#### [Action item]
Every line that contains the word "crate" should be copied from the records below.

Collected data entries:
//! Canonical SQLite schema for leadlog.
//!
//! - `lead_states`, `comment_types`, `loss_reasons` hold seeded reference data
//! - `leads` keeps only the *current* state of each lead
//! - `comments`, `loss_follow_ups`, `notifications` hold workflow side effects
//! - `audit_entries` is the append-only log every history view is replayed from

/// Migration v1: reference catalogs, workflow tables, and the audit log.
pub const MIGRATION_V1_SQL: &str = r"
CREATE TABLE IF NOT EXISTS lead_states (
    state_id INTEGER PRIMARY KEY,
    name TEXT NOT NULL UNIQUE,
    category TEXT NOT NULL CHECK (
        category IN ('ordinary', 'recontact', 'final_negative', 'final_positive')
    )
);

CREATE TABLE IF NOT EXISTS comment_types (
    comment_type_id INTEGER PRIMARY KEY,
    name TEXT NOT NULL UNIQUE
);

CREATE TABLE IF NOT EXISTS loss_reasons (
    loss_reason_id INTEGER PRIMARY KEY,
    name TEXT NOT NULL UNIQUE,
    is_active INTEGER NOT NULL DEFAULT 1 CHECK (is_active IN (0, 1))
);

CREATE TABLE IF NOT EXISTS leads (
    lead_id INTEGER PRIMARY KEY AUTOINCREMENT,
    name TEXT NOT NULL CHECK (length(trim(name)) > 0),
    state_id INTEGER NOT NULL REFERENCES lead_states(state_id),
    is_client INTEGER NOT NULL DEFAULT 0 CHECK (is_client IN (0, 1)),
    is_deleted INTEGER NOT NULL DEFAULT 0 CHECK (is_deleted IN (0, 1)),
    deleted_at_us INTEGER,
    created_at_us INTEGER NOT NULL,
    modified_at_us INTEGER,
    modified_by TEXT
);

CREATE TABLE IF NOT EXISTS comments (
    comment_id INTEGER PRIMARY KEY AUTOINCREMENT,
    lead_id INTEGER NOT NULL REFERENCES leads(lead_id),
    comment_type_id INTEGER NOT NULL REFERENCES comment_types(comment_type_id),
    body TEXT NOT NULL CHECK (length(trim(body)) > 0),
    author TEXT NOT NULL,
    is_deleted INTEGER NOT NULL DEFAULT 0 CHECK (is_deleted IN (0, 1)),
    deleted_at_us INTEGER,
    created_at_us INTEGER NOT NULL
);

CREATE TABLE IF NOT EXISTS loss_follow_ups (
    follow_up_id INTEGER PRIMARY KEY AUTOINCREMENT,
    lead_id INTEGER NOT NULL REFERENCES leads(lead_id),
    loss_reason_id INTEGER NOT NULL REFERENCES loss_reasons(loss_reason_id),
    notes TEXT,
    future_possibility TEXT NOT NULL CHECK (future_possibility IN ('no', 'maybe', 'yes')),
    recontact_on TEXT,
    comment_id INTEGER REFERENCES comments(comment_id),
    actor TEXT NOT NULL,
    created_at_us INTEGER NOT NULL
);

CREATE TABLE IF NOT EXISTS notifications (
    notification_id INTEGER PRIMARY KEY AUTOINCREMENT,
    recipient TEXT NOT NULL,
    kind TEXT NOT NULL CHECK (kind IN ('reminder', 'recontact')),
    entity_kind TEXT NOT NULL,
    entity_id INTEGER NOT NULL,
    fire_at_us INTEGER NOT NULL,
    priority TEXT NOT NULL CHECK (priority IN ('low', 'normal', 'high', 'urgent')),
    title TEXT NOT NULL,
    message TEXT NOT NULL,
    is_read INTEGER NOT NULL DEFAULT 0 CHECK (is_read IN (0, 1)),
    is_deleted INTEGER NOT NULL DEFAULT 0 CHECK (is_deleted IN (0, 1)),
    deleted_at_us INTEGER,
    created_at_us INTEGER NOT NULL
);

CREATE TABLE IF NOT EXISTS audit_entries (
    entry_id INTEGER PRIMARY KEY AUTOINCREMENT,
    entity_kind TEXT NOT NULL,
    entity_id INTEGER NOT NULL,
    action TEXT NOT NULL CHECK (action IN ('INSERT', 'UPDATE', 'DELETE')),
    actor TEXT NOT NULL,
    before_json TEXT,
    after_json TEXT NOT NULL,
    created_at_us INTEGER NOT NULL
);

INSERT OR IGNORE INTO lead_states (state_id, name, category) VALUES
    (1, 'New', 'ordinary'),
    (2, 'Pending', 'ordinary'),
    (3, 'Contacted', 'ordinary'),
    (4, 'Qualified', 'ordinary'),
    (5, 'Negotiation', 'ordinary'),
    (6, 'Proposal Sent', 'ordinary'),
    (7, 'On Hold', 'ordinary'),
    (8, 'Recontact', 'recontact'),
    (9, 'Lost', 'final_negative'),
    (10, 'Won', 'final_positive');

INSERT OR IGNORE INTO comment_types (comment_type_id, name) VALUES
    (1, 'General note'),
    (2, 'Initial contact'),
    (3, 'Lead follow-up'),
    (4, 'Negotiation'),
    (5, 'Proposal sent'),
    (6, 'Temporary pause'),
    (7, 'Lead rejection'),
    (8, 'Call scheduled');

INSERT OR IGNORE INTO loss_reasons (loss_reason_id, name) VALUES
    (1, 'Budget'),
    (2, 'Competitor'),
    (3, 'No response'),
    (4, 'Not interested'),
    (5, 'Timing'),
    (6, 'Other');
";

/// Migration v2: read-path indexes and append-only enforcement on the audit log.
pub const MIGRATION_V2_SQL: &str = r"
CREATE INDEX IF NOT EXISTS idx_audit_entries_entity_action_created
    ON audit_entries(entity_kind, entity_id, action, created_at_us);

CREATE INDEX IF NOT EXISTS idx_leads_state_deleted
    ON leads(state_id, is_deleted);

CREATE INDEX IF NOT EXISTS idx_comments_lead_created
    ON comments(lead_id, created_at_us);

CREATE INDEX IF NOT EXISTS idx_loss_follow_ups_lead
    ON loss_follow_ups(lead_id, created_at_us);

CREATE INDEX IF NOT EXISTS idx_notifications_entity_pending
    ON notifications(entity_kind, entity_id, is_deleted, is_read);

CREATE INDEX IF NOT EXISTS idx_notifications_recipient_fire
    ON notifications(recipient, fire_at_us);

CREATE TRIGGER IF NOT EXISTS audit_entries_no_update
BEFORE UPDATE ON audit_entries
BEGIN
    SELECT RAISE(ABORT, 'audit_entries is append-only');
END;

CREATE TRIGGER IF NOT EXISTS audit_entries_no_delete
BEFORE DELETE ON audit_entries
BEGIN
    SELECT RAISE(ABORT, 'audit_entries is append-only');
END;
";

/// Indexes expected by the audit, dedup, and reminder query paths.
pub const REQUIRED_INDEXES: &[&str] = &[
    "idx_audit_entries_entity_action_created",
    "idx_leads_state_deleted",
    "idx_comments_lead_created",
    "idx_loss_follow_ups_lead",
    "idx_notifications_entity_pending",
    "idx_notifications_recipient_fire",
];

/// Triggers that keep `audit_entries` append-only.
pub const REQUIRED_TRIGGERS: &[&str] = &["audit_entries_no_update", "audit_entries_no_delete"];

#[cfg(test)]
mod tests {
    use crate::db::migrations::migrate;
    use crate::model::{CommentType, LeadState};
    use rusqlite::Connection;

    fn migrated() -> Connection {
        let mut conn = Connection::open_in_memory().expect("open in-memory db");
        migrate(&mut conn).expect("migrate");
        conn
    }

    #[test]
    fn seeded_states_match_catalog() {
        let conn = migrated();
        for state in LeadState::ALL {
            let (name, category): (String, String) = conn
                .query_row(
                    "SELECT name, category FROM lead_states WHERE state_id = ?1",
                    [state.id()],
                    |row| Ok((row.get(0)?, row.get(1)?)),
                )
                .expect("seeded state row");
            assert_eq!(name, state.name());
            assert_eq!(category, state.category().as_str());
        }

        let count: i64 = conn
            .query_row("SELECT COUNT(*) FROM lead_states", [], |row| row.get(0))
            .expect("count states");
        assert_eq!(count, i64::try_from(LeadState::ALL.len()).expect("fits"));
    }

    #[test]
    fn seeded_comment_types_match_catalog() {
        let conn = migrated();
        for kind in CommentType::ALL {
            let name: String = conn
                .query_row(
                    "SELECT name FROM comment_types WHERE comment_type_id = ?1",
                    [kind.id()],
                    |row| row.get(0),
                )
                .expect("seeded comment type row");
            assert_eq!(name, kind.name());
        }
    }

    #[test]
    fn audit_entries_reject_update_and_delete() {
        let conn = migrated();
        conn.execute(
            "INSERT INTO audit_entries (entity_kind, entity_id, action, actor, after_json, created_at_us)
             VALUES ('leads', 1, 'UPDATE', 'ana', '{}', 1)",
            [],
        )
        .expect("insert is allowed");

        let update = conn.execute("UPDATE audit_entries SET actor = 'eve'", []);
        assert!(update.is_err());
        let delete = conn.execute("DELETE FROM audit_entries", []);
        assert!(delete.is_err());

        let count: i64 = conn
            .query_row("SELECT COUNT(*) FROM audit_entries", [], |row| row.get(0))
            .expect("count");
        assert_eq!(count, 1);
    }
}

#### [Solution to this task]
    use crate::db::migrations::migrate;
    use crate::model::{CommentType, LeadState};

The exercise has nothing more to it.